**What is needed**
Report each line of the records below that uses the word "CasinoAccount".

**Stored data**
· · ·

use serde::{Deserialize, Serialize};
use strum_macros::{AsRefStr, Display, EnumIter, EnumString};
use utoipa::ToSchema;

/// Closed set of payroll withholding categories.
///
/// A category is the natural key of a deduction within one employee.
#[derive(
    Debug,
    Clone,
    Copy,
    PartialEq,
    Eq,
    PartialOrd,
    Ord,
    Hash,
    Serialize,
    Deserialize,
    Display,
    EnumString,
    EnumIter,
    AsRefStr,
    ToSchema,
)]
#[serde(rename_all = "UPPERCASE")]
#[strum(serialize_all = "UPPERCASE")]
pub enum DeductionType {
    Tax,
    Benefits,
    Union,
    Other,
}

/// Anything carrying a deduction amount that the normalizer may rescale.
pub trait Withholding {
    fn amount(&self) -> f64;
    fn set_amount(&mut self, amount: f64);
}

/// Persisted deduction row.
#[derive(Debug, Clone, PartialEq, Serialize, ToSchema)]
#[serde(rename_all = "camelCase")]
#[schema(example = json!({
    "id": "0b7c5f8e-3f0a-4d8e-9a53-6a1f0b0f2a11",
    "deductionType": "TAX",
    "deductionAmount": 1200.0
}))]
pub struct Deduction {
    pub id: String,
    #[serde(skip_serializing)]
    pub employee_id: String,
    pub deduction_type: DeductionType,
    pub deduction_amount: f64,
}

/// Deduction as it arrives on the wire: `{deductionType, deductionAmount}`.
#[derive(Debug, Clone, Copy, PartialEq, Deserialize, Serialize, ToSchema)]
#[serde(rename_all = "camelCase")]
pub struct DeductionInput {
    #[schema(example = "BENEFITS")]
    pub deduction_type: DeductionType,
    #[schema(example = 8.0)]
    pub deduction_amount: f64,
}

/// Deduction waiting to be upserted.
///
/// `id` is the persisted identity when the category already exists for the
/// employee; new rows get a fresh id at write time.
#[derive(Debug, Clone, PartialEq)]
pub struct DeductionDraft {
    pub id: Option<String>,
    pub deduction_type: DeductionType,
    pub deduction_amount: f64,
}

impl From<Deduction> for DeductionDraft {
    fn from(d: Deduction) -> Self {
        Self {
            id: Some(d.id),
            deduction_type: d.deduction_type,
            deduction_amount: d.deduction_amount,
        }
    }
}

impl From<DeductionInput> for DeductionDraft {
    fn from(d: DeductionInput) -> Self {
        Self {
            id: None,
            deduction_type: d.deduction_type,
            deduction_amount: d.deduction_amount,
        }
    }
}

impl Withholding for DeductionDraft {
    fn amount(&self) -> f64 {
        self.deduction_amount
    }

    fn set_amount(&mut self, amount: f64) {
        self.deduction_amount = amount;
    }
}

impl Withholding for DeductionInput {
    fn amount(&self) -> f64 {
        self.deduction_amount
    }

    fn set_amount(&mut self, amount: f64) {
        self.deduction_amount = amount;
    }
}
//! Payroll rules: keeping an employee's deductions within their salary.
//!
//! Everything here is synchronous and free of I/O. Storage implementations
//! call [`settle_update`] from inside their own unit of work so that the
//! read, merge, cap and write of one employee happen together.

pub mod normalizer;
pub mod reconciler;

pub use normalizer::normalize;
pub use reconciler::reconcile;

use crate::model::deduction::{Deduction, DeductionDraft, DeductionInput};

/// Deductions to persist when an employee is created.
///
/// Repeated categories collapse to the last one given.
pub fn settle_new(salary: f64, incoming: &[DeductionInput]) -> Vec<DeductionDraft> {
    normalize(salary, reconcile(Vec::new(), incoming))
}

/// Deductions to persist after a partial update.
///
/// `salary` must be the value the employee holds once the same request's
/// salary change (if any) is applied.
pub fn settle_update(
    salary: f64,
    existing: Vec<Deduction>,
    incoming: &[DeductionInput],
) -> Vec<DeductionDraft> {
    normalize(salary, reconcile(existing, incoming))
}

pub fn total_deductions<I>(amounts: I) -> f64
where
    I: IntoIterator<Item = f64>,
{
    amounts.into_iter().sum()
}

pub fn net_pay(salary: f64, total_deductions: f64) -> f64 {
    salary - total_deductions
}
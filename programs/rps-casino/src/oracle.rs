//! Randomness oracle contract
//!
//! Resolution is message passing: the ledger issues a request tagged with a
//! [`RequestToken`] and returns immediately. The oracle answers later, in any
//! order, by delivering one random value per token through the
//! `FulfillRandomness` instruction.

use std::fmt;

use borsh::{BorshDeserialize, BorshSerialize};
use sha3::{Digest, Keccak256};
use solana_program::{program_error::ProgramError, pubkey::Pubkey};

use crate::constants::REQUEST_TOKEN_DOMAIN;

/// Correlates a resolution request with its callback
#[derive(BorshSerialize, BorshDeserialize, Debug, Clone, Copy, PartialEq, Eq, Hash, Default)]
pub struct RequestToken(pub [u8; 32]);

impl RequestToken {
    /// keccak256(domain || ledger || bet_id_le || bettor)
    pub fn derive(ledger: &Pubkey, bet_id: u64, bettor: &Pubkey) -> Self {
        let mut hasher = Keccak256::new();
        hasher.update(REQUEST_TOKEN_DOMAIN);
        hasher.update(ledger.as_ref());
        hasher.update(bet_id.to_le_bytes());
        hasher.update(bettor.as_ref());
        Self(hasher.finalize().into())
    }

    pub fn as_bytes(&self) -> &[u8; 32] {
        &self.0
    }
}

impl AsRef<[u8]> for RequestToken {
    fn as_ref(&self) -> &[u8] {
        &self.0
    }
}

impl fmt::Display for RequestToken {
    fn fmt(&self, f: &mut fmt::Formatter<'_>) -> fmt::Result {
        write!(f, "{}", bs58::encode(self.0).into_string())
    }
}

/// Consumed by the ledger when a bet is placed.
pub trait RandomnessOracle {
    /// Issue a request for one random value resolving `bet_id`.
    /// Must not wait for the answer.
    fn request_resolution(&mut self, bet_id: u64, bettor: &Pubkey) -> Result<RequestToken, ProgramError>;
}

#[cfg(test)]
mod tests {
    use super::*;

    #[test]
    fn test_token_is_deterministic_and_unique() {
        let ledger = Pubkey::new_unique();
        let bettor = Pubkey::new_unique();

        let token = RequestToken::derive(&ledger, 7, &bettor);
        assert_eq!(token, RequestToken::derive(&ledger, 7, &bettor));
        assert_ne!(token, RequestToken::derive(&ledger, 8, &bettor));
        assert_ne!(token, RequestToken::derive(&ledger, 7, &Pubkey::new_unique()));
        assert_ne!(token, RequestToken::derive(&Pubkey::new_unique(), 7, &bettor));
    }

    #[test]
    fn test_token_display_is_base58() {
        let token = RequestToken([0u8; 32]);
        assert_eq!(token.to_string(), "11111111111111111111111111111111");
    }
}
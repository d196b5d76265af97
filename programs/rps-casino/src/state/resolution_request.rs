use borsh::{BorshDeserialize, BorshSerialize};
use solana_program::pubkey::Pubkey;

use crate::{constants::discriminators, oracle::RequestToken};

use super::CasinoAccount;

/// Outstanding oracle request. The account exists exactly while the token is
/// pending and is closed by the callback that fulfills it.
#[derive(BorshSerialize, BorshDeserialize, Debug, Clone, PartialEq, Eq)]
pub struct ResolutionRequest {
    /// Account discriminator
    pub discriminator: [u8; 8],

    pub token: RequestToken,
    pub bet_id: u64,

    /// Funded the account; receives the rent back on fulfillment
    pub bettor: Pubkey,

    pub requested_slot: u64,
    pub requested_at: i64,

    /// Out-of-band resends issued for a stuck request
    pub resend_count: u32,

    pub bump: u8,
}

impl CasinoAccount for ResolutionRequest {
    const DISCRIMINATOR: [u8; 8] = discriminators::RESOLUTION_REQUEST;
}

impl ResolutionRequest {
    pub const LEN: usize = 8 + // discriminator
        32 + // token
        8 + // bet_id
        32 + // bettor
        8 + // requested_slot
        8 + // requested_at
        4 + // resend_count
        1; // bump

    pub fn new(
        token: RequestToken,
        bet_id: u64,
        bettor: Pubkey,
        requested_slot: u64,
        requested_at: i64,
        bump: u8,
    ) -> Self {
        Self {
            discriminator: Self::DISCRIMINATOR,
            token,
            bet_id,
            bettor,
            requested_slot,
            requested_at,
            resend_count: 0,
            bump,
        }
    }

    /// Seconds this request has been waiting, for monitoring
    pub fn age(&self, now: i64) -> i64 {
        now.saturating_sub(self.requested_at).max(0)
    }
}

· · ·

**Task answer**
use super::CasinoAccount;
impl CasinoAccount for ResolutionRequest {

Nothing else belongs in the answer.